When a company is deregistered it is removed from the register of companies and is unable to trade. A deregistered company ceases to exist as a legal entity and can no longer do anything in its own right.

A deregistered company can be reinstated. A reinstated company returns the company to registered status as if it were never deregistered.

Find out more at Information Sheet 25 Voluntarily deregistering a company (INFO 25).

ASIC-initiated deregistration

We can initiate deregistration of a company when it has not:

  • paid its annual review fee for at least 12 months after the payment due date
  • responded to a company compliance notice (return of particulars) at least 6 months after the response was required, or
  • lodged any other document in the last 18 months and we have no reason to believe the company is carrying on business.

Find out more at Information Sheet 10 ASIC-initiated deregistration of a company (INFO 10).
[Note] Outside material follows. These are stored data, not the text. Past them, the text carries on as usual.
use log::{debug, trace};

use super::body::{BodyHandle, BodySet};
use super::collision::CollisionEvent;
use super::solver::resolve_collision;

/// Observer invoked with the registration indices of each colliding pair,
/// before the pair is resolved
pub type CollisionCallback = Box<dyn FnMut(usize, usize)>;

/// Physics world that steps a set of registered bodies.
///
/// The world does not own bodies: it keeps handles into a caller-owned
/// [`BodySet`] in registration order. Collision detection is a brute-force
/// pass over every pair, which is fine for the small body counts this engine
/// targets.
pub struct PhysicsWorld {
    /// Registered bodies, in registration order
    bodies: Vec<BodyHandle>,

    /// Optional observer for collisions
    collision_callback: Option<CollisionCallback>,

    /// Collisions from the last update, reused across frames
    collision_events: Vec<CollisionEvent>,
}

impl PhysicsWorld {
    /// Create an empty physics world
    pub fn new() -> Self {
        Self {
            bodies: Vec::new(),
            collision_callback: None,
            collision_events: Vec::with_capacity(32), // Pre-allocate for common case
        }
    }

    /// Register a body. Registering the same handle twice is ignored.
    pub fn add_body(&mut self, handle: BodyHandle) {
        if self.bodies.contains(&handle) {
            debug!("Body {:?} already registered", handle);
            return;
        }
        self.bodies.push(handle);
        debug!("Registered body {:?} ({} total)", handle, self.bodies.len());
    }

    /// Unregister a body, preserving the order of the remaining ones
    pub fn remove_body(&mut self, handle: BodyHandle) -> bool {
        match self.bodies.iter().position(|h| *h == handle) {
            Some(index) => {
                self.bodies.remove(index);
                debug!("Unregistered body {:?}", handle);
                true
            }
            None => false,
        }
    }

    /// Registered handles in registration order
    pub fn bodies(&self) -> &[BodyHandle] {
        &self.bodies
    }

    pub fn len(&self) -> usize {
        self.bodies.len()
    }

    pub fn is_empty(&self) -> bool {
        self.bodies.is_empty()
    }

    /// Set the collision observer
    pub fn set_collision_callback<F>(&mut self, callback: F)
    where
        F: FnMut(usize, usize) + 'static,
    {
        self.collision_callback = Some(Box::new(callback));
    }

    pub fn clear_collision_callback(&mut self) {
        self.collision_callback = None;
    }

    /// Collisions detected during the last update
    pub fn collision_events(&self) -> &[CollisionEvent] {
        &self.collision_events
    }

    /// Step the simulation forward by `dt` seconds.
    ///
    /// First integrates every registered body in registration order, then
    /// tests each pair `(i, j)` with `i < j` where both bodies carry a
    /// collider. Intersecting pairs are reported to the callback and then
    /// resolved with an impulse. Handles whose body was removed from the set
    /// are skipped.
    pub fn update(&mut self, bodies: &mut BodySet, dt: f32) {
        self.collision_events.clear();

        for handle in &self.bodies {
            match bodies.get_mut(*handle) {
                Some(body) => body.integrate(dt),
                None => trace!("Skipping stale body handle {:?}", handle),
            }
        }

        let count = self.bodies.len();
        for i in 0..count {
            for j in (i + 1)..count {
                let (handle_a, handle_b) = (self.bodies[i], self.bodies[j]);
                let Some((a, b)) = bodies.get_pair_mut(handle_a, handle_b) else {
                    continue;
                };
                let (Some(collider_a), Some(collider_b)) = (a.collider(), b.collider()) else {
                    continue;
                };

                let data = collider_a.intersects(&a.transform, collider_b, &b.transform);
                if !data.intersects {
                    continue;
                }

                self.collision_events.push(CollisionEvent {
                    index_a: i,
                    index_b: j,
                    handle_a,
                    handle_b,
                    data,
                });
                if let Some(callback) = self.collision_callback.as_mut() {
                    callback(i, j);
                }

                resolve_collision(&data, a, b);
            }
        }

        if !self.collision_events.is_empty() {
            trace!("{} collisions this step", self.collision_events.len());
        }
    }
}

impl Default for PhysicsWorld {
    fn default() -> Self {
        Self::new()
    }
}

#[cfg(test)]
mod tests {
    use super::*;
    use crate::engine::physics::{Body, BodyBuilder, Collider};
    use approx::assert_relative_eq;
    use glam::Vec3;
    use std::cell::RefCell;
    use std::rc::Rc;

    fn ball(position: Vec3, velocity: Vec3) -> Body {
        BodyBuilder::new()
            .position(position)
            .velocity(velocity)
            .collider(Collider::sphere(0.5).unwrap())
            .build()
            .unwrap()
    }

    #[test]
    fn test_head_on_elastic_swap() {
        let mut set = BodySet::new();
        // Spheres in contact along the x-axis
        let a = set.insert(ball(Vec3::new(-0.49, 0.0, 0.0), Vec3::new(1.0, 0.0, 0.0)));
        let b = set.insert(ball(Vec3::new(0.49, 0.0, 0.0), Vec3::new(-1.0, 0.0, 0.0)));

        let mut world = PhysicsWorld::new();
        world.add_body(a);
        world.add_body(b);
        world.update(&mut set, 0.0);

        assert_eq!(world.collision_events().len(), 1);
        assert_relative_eq!(world.collision_events()[0].data.normal.x, 1.0, epsilon = 1e-5);
        assert_relative_eq!(set.get(a).unwrap().velocity.x, -1.0, epsilon = 1e-5);
        assert_relative_eq!(set.get(b).unwrap().velocity.x, 1.0, epsilon = 1e-5);
    }

    #[test]
    fn test_integration_in_update() {
        let mut set = BodySet::new();
        let h = set.insert(
            BodyBuilder::new()
                .acceleration(Vec3::new(0.0, -10.0, 0.0))
                .build()
                .unwrap(),
        );
        let mut world = PhysicsWorld::new();
        world.add_body(h);

        world.update(&mut set, 0.1);
        world.update(&mut set, 0.1);

        let body = set.get(h).unwrap();
        assert_relative_eq!(body.velocity.y, -2.0, epsilon = 1e-5);
        assert_relative_eq!(body.position().y, -0.3, epsilon = 1e-5);
    }

    #[test]
    fn test_unregistered_bodies_not_simulated() {
        let mut set = BodySet::new();
        let h = set.insert(ball(Vec3::ZERO, Vec3::X));
        let mut world = PhysicsWorld::new();

        world.update(&mut set, 1.0);
        assert_eq!(set.get(h).unwrap().position(), Vec3::ZERO);
    }

    #[test]
    fn test_bodies_without_colliders_pass_through() {
        let mut set = BodySet::new();
        let a = set.insert(
            BodyBuilder::new()
                .velocity(Vec3::X)
                .build()
                .unwrap(),
        );
        let b = set.insert(ball(Vec3::ZERO, -Vec3::X));
        let mut world = PhysicsWorld::new();
        world.add_body(a);
        world.add_body(b);

        world.update(&mut set, 0.0);
        assert!(world.collision_events().is_empty());
        assert_eq!(set.get(a).unwrap().velocity, Vec3::X);
    }

    #[test]
    fn test_callback_sees_indices_before_resolution() {
        let mut set = BodySet::new();
        let far = set.insert(ball(Vec3::new(50.0, 0.0, 0.0), Vec3::ZERO));
        let a = set.insert(ball(Vec3::new(-0.4, 0.0, 0.0), Vec3::X));
        let b = set.insert(ball(Vec3::new(0.4, 0.0, 0.0), -Vec3::X));

        let mut world = PhysicsWorld::new();
        world.add_body(far);
        world.add_body(a);
        world.add_body(b);

        let seen = Rc::new(RefCell::new(Vec::new()));
        let sink = Rc::clone(&seen);
        world.set_collision_callback(move |i, j| sink.borrow_mut().push((i, j)));

        world.update(&mut set, 0.0);

        assert_eq!(*seen.borrow(), vec![(1, 2)]);
        let event = world.collision_events()[0];
        assert_eq!((event.handle_a, event.handle_b), (a, b));
    }

    #[test]
    fn test_separating_overlap_not_resolved() {
        let mut set = BodySet::new();
        let a = set.insert(ball(Vec3::new(-0.4, 0.0, 0.0), -Vec3::X));
        let b = set.insert(ball(Vec3::new(0.4, 0.0, 0.0), Vec3::X));
        let mut world = PhysicsWorld::new();
        world.add_body(a);
        world.add_body(b);

        world.update(&mut set, 0.0);

        // Still reported, but velocities are left alone
        assert_eq!(world.collision_events().len(), 1);
        assert_eq!(set.get(a).unwrap().velocity, -Vec3::X);
        assert_eq!(set.get(b).unwrap().velocity, Vec3::X);
    }

    #[test]
    fn test_removed_body_is_skipped() {
        let mut set = BodySet::new();
        let a = set.insert(ball(Vec3::new(-0.4, 0.0, 0.0), Vec3::X));
        let b = set.insert(ball(Vec3::new(0.4, 0.0, 0.0), -Vec3::X));
        let mut world = PhysicsWorld::new();
        world.add_body(a);
        world.add_body(b);

        set.remove(b);
        world.update(&mut set, 0.1);

        assert!(world.collision_events().is_empty());
        assert_relative_eq!(set.get(a).unwrap().position().x, -0.3, epsilon = 1e-5);
    }

    #[test]
    fn test_add_remove_body() {
        let mut set = BodySet::new();
        let a = set.insert(Body::default());
        let b = set.insert(Body::default());
        let c = set.insert(Body::default());
        let mut world = PhysicsWorld::new();

        world.add_body(a);
        world.add_body(b);
        world.add_body(a);
        world.add_body(c);
        assert_eq!(world.len(), 3);

        assert!(world.remove_body(b));
        assert!(!world.remove_body(b));
        assert_eq!(world.bodies(), &[a, c]);
    }

    #[test]
    fn test_events_cleared_each_update() {
        let mut set = BodySet::new();
        let a = set.insert(ball(Vec3::new(-0.4, 0.0, 0.0), Vec3::X));
        let b = set.insert(ball(Vec3::new(0.4, 0.0, 0.0), -Vec3::X));
        let mut world = PhysicsWorld::new();
        world.add_body(a);
        world.add_body(b);

        world.update(&mut set, 0.0);
        assert_eq!(world.collision_events().len(), 1);

        // After the bounce they move apart and stop touching
        world.update(&mut set, 1.0);
        assert!(world.collision_events().is_empty());
    }
}
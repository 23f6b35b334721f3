// Collider shapes and narrow-phase intersection queries

use glam::Vec3;
use parry3d::math::{Isometry, Real, Vector};
use parry3d::na::{Translation3, UnitQuaternion};
use parry3d::query::{self, Contact};
use parry3d::shape::{Ball, Cuboid, Shape};

use super::transform::Transform;
use super::BodyHandle;
use crate::engine::error::{SimError, SimResult};

/// Geometric shape of a collider in its owner's local space
#[derive(Debug, Clone, Copy, PartialEq)]
pub enum ColliderShape {
    /// Sphere centred on the collider origin
    Sphere { radius: f32 },

    /// Oriented box, rotated with the owning body
    Box { half_extents: Vec3 },
}

/// Collision shape owned by exactly one body.
///
/// The world pose is derived from the owner's transform: `offset` is added to
/// the body position, the body rotation orients the shape, and the body scale
/// grows it (spheres use the largest scale component).
#[derive(Debug, Clone, Copy, PartialEq)]
pub struct Collider {
    shape: ColliderShape,
    offset: Vec3,
}

impl Collider {
    /// Create a sphere collider
    pub fn sphere(radius: f32) -> SimResult<Self> {
        if !(radius.is_finite() && radius > 0.0) {
            return Err(SimError::InvalidColliderSize(radius));
        }
        Ok(Self {
            shape: ColliderShape::Sphere { radius },
            offset: Vec3::ZERO,
        })
    }

    /// Create a box collider from its half extents
    pub fn cuboid(half_extents: Vec3) -> SimResult<Self> {
        let smallest = half_extents.min_element();
        if !(half_extents.is_finite() && smallest > 0.0) {
            return Err(SimError::InvalidColliderSize(smallest));
        }
        Ok(Self {
            shape: ColliderShape::Box { half_extents },
            offset: Vec3::ZERO,
        })
    }

    /// Shift the collider away from the body origin
    pub fn with_offset(mut self, offset: Vec3) -> Self {
        self.offset = offset;
        self
    }

    pub fn shape(&self) -> ColliderShape {
        self.shape
    }

    pub fn offset(&self) -> Vec3 {
        self.offset
    }

    /// Test this collider, placed at `transform`, against `other` placed at
    /// `other_transform`.
    ///
    /// Touching shapes count as intersecting. The returned normal points from
    /// this collider towards `other`.
    pub fn intersects(
        &self,
        transform: &Transform,
        other: &Collider,
        other_transform: &Transform,
    ) -> CollisionData {
        let shape_a = self.scaled_shape(transform.scale);
        let shape_b = other.scaled_shape(other_transform.scale);

        match query::contact(
            &self.isometry(transform),
            shape_a.as_shape(),
            &other.isometry(other_transform),
            shape_b.as_shape(),
            0.0,
        ) {
            Ok(Some(contact)) => CollisionData::from_contact(&contact),
            Ok(None) => CollisionData::NONE,
            Err(err) => {
                log::warn!("Unsupported collider pair: {:?}", err);
                CollisionData::NONE
            }
        }
    }

    fn isometry(&self, transform: &Transform) -> Isometry<Real> {
        let centre = transform.position + self.offset;
        let rotation = transform.rotation;
        Isometry::from_parts(
            Translation3::new(centre.x, centre.y, centre.z),
            UnitQuaternion::from_euler_angles(rotation.x, rotation.y, rotation.z),
        )
    }

    fn scaled_shape(&self, scale: Vec3) -> ScaledShape {
        let scale = scale.abs();
        match self.shape {
            ColliderShape::Sphere { radius } => {
                ScaledShape::Ball(Ball::new(radius * scale.max_element()))
            }
            ColliderShape::Box { half_extents } => {
                let h = half_extents * scale;
                ScaledShape::Cuboid(Cuboid::new(Vector::new(h.x, h.y, h.z)))
            }
        }
    }
}

/// Concrete parry shape built for a single query
enum ScaledShape {
    Ball(Ball),
    Cuboid(Cuboid),
}

impl ScaledShape {
    fn as_shape(&self) -> &dyn Shape {
        match self {
            ScaledShape::Ball(ball) => ball,
            ScaledShape::Cuboid(cuboid) => cuboid,
        }
    }
}

/// Result of a narrow-phase intersection test
#[derive(Debug, Clone, Copy, PartialEq)]
pub struct CollisionData {
    /// Whether the two shapes touch or overlap
    pub intersects: bool,

    /// Unit contact normal pointing from the first shape to the second
    pub normal: Vec3,

    /// Penetration depth (0 when only touching)
    pub depth: f32,

    /// Contact point on the first shape, world space
    pub point_a: Vec3,

    /// Contact point on the second shape, world space
    pub point_b: Vec3,
}

impl CollisionData {
    /// A non-intersecting result
    pub const NONE: Self = Self {
        intersects: false,
        normal: Vec3::ZERO,
        depth: 0.0,
        point_a: Vec3::ZERO,
        point_b: Vec3::ZERO,
    };

    /// Build an intersecting result along `normal` with the given depth
    pub fn touching(normal: Vec3, depth: f32) -> Self {
        Self {
            intersects: true,
            normal: normal.normalize_or_zero(),
            depth,
            ..Self::NONE
        }
    }

    fn from_contact(contact: &Contact) -> Self {
        let n = contact.normal1.into_inner();
        Self {
            intersects: true,
            normal: Vec3::new(n.x, n.y, n.z),
            depth: (-contact.dist).max(0.0),
            point_a: Vec3::new(contact.point1.x, contact.point1.y, contact.point1.z),
            point_b: Vec3::new(contact.point2.x, contact.point2.y, contact.point2.z),
        }
    }
}

/// A collision detected during a world update
#[derive(Debug, Clone, Copy)]
pub struct CollisionEvent {
    /// Registration index of the first body
    pub index_a: usize,

    /// Registration index of the second body
    pub index_b: usize,

    pub handle_a: BodyHandle,
    pub handle_b: BodyHandle,

    /// Contact data as seen before resolution
    pub data: CollisionData,
}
Winding up a solvent company

The members can close a solvent company using a members’ voluntary winding-up process. This process involves:

  • the orderly winding-up of the company’s affairs
  • appointing a liquidator to manage the process of realising the company’s assets
  • closing or selling the business
  • paying the company’s debts (if any)
  • distributing surplus assets (if any) to members.

Find out more at Information Sheet 78 Winding up a solvent company (INFO 78).

External administration

Companies can be placed in external administration when they cannot pay their debts. This can be initiated by the director of the company or by a creditor who takes action to recover debts owed to it. An external administrator is appointed to undertake this process.

Find out more about insolvency.

Cancelling your business name

If you have a registered business name and have stopped trading as a business, you may also need to cancel your business name.

Video – How to close down a company in Australia

This video explains when a company can be closed, how to start the closure process and what you need to consider before you go ahead.

Video transcript - Closing your company

Registered companies have a number of obligations with ASIC. This includes keeping your details up to date and paying your annual review fee.

If you've stopped trading and you don't need the company, it's a good idea to consider closing it. This can help you avoid unnecessary fees.

To close your company, you can apply for voluntary deregistration online. When the company is deregistered, you are removed from your officeholder obligations.

You should apply for deregistration at least two weeks before your annual review fee is due.  You can check your review date by searching our register.

This gives us enough time to process your application before your annual review fee is due.

Before we can accept your application, you need to meet a number of requirements. These include:

  • all members of the company agree to deregistration
  • the company is not carrying on business
  • the company's assets are worth less than $1000

For a full list of requirements, visit Closing your company.

To apply for deregistration, lodge an Application for voluntary deregistration of a company online.

There is also an application fee, which you must pay before we can assess your application.

Once your application has been reviewed, we'll contact you to let you know the outcome.

If your company doesn't meet the requirements for voluntary deregistration, you may need to consider other options. Visit www.asic.gov.au/closing for more information.

To learn more about ASIC, visit our website. You can also check us out on Facebook, Twitter, and YouTube for more information.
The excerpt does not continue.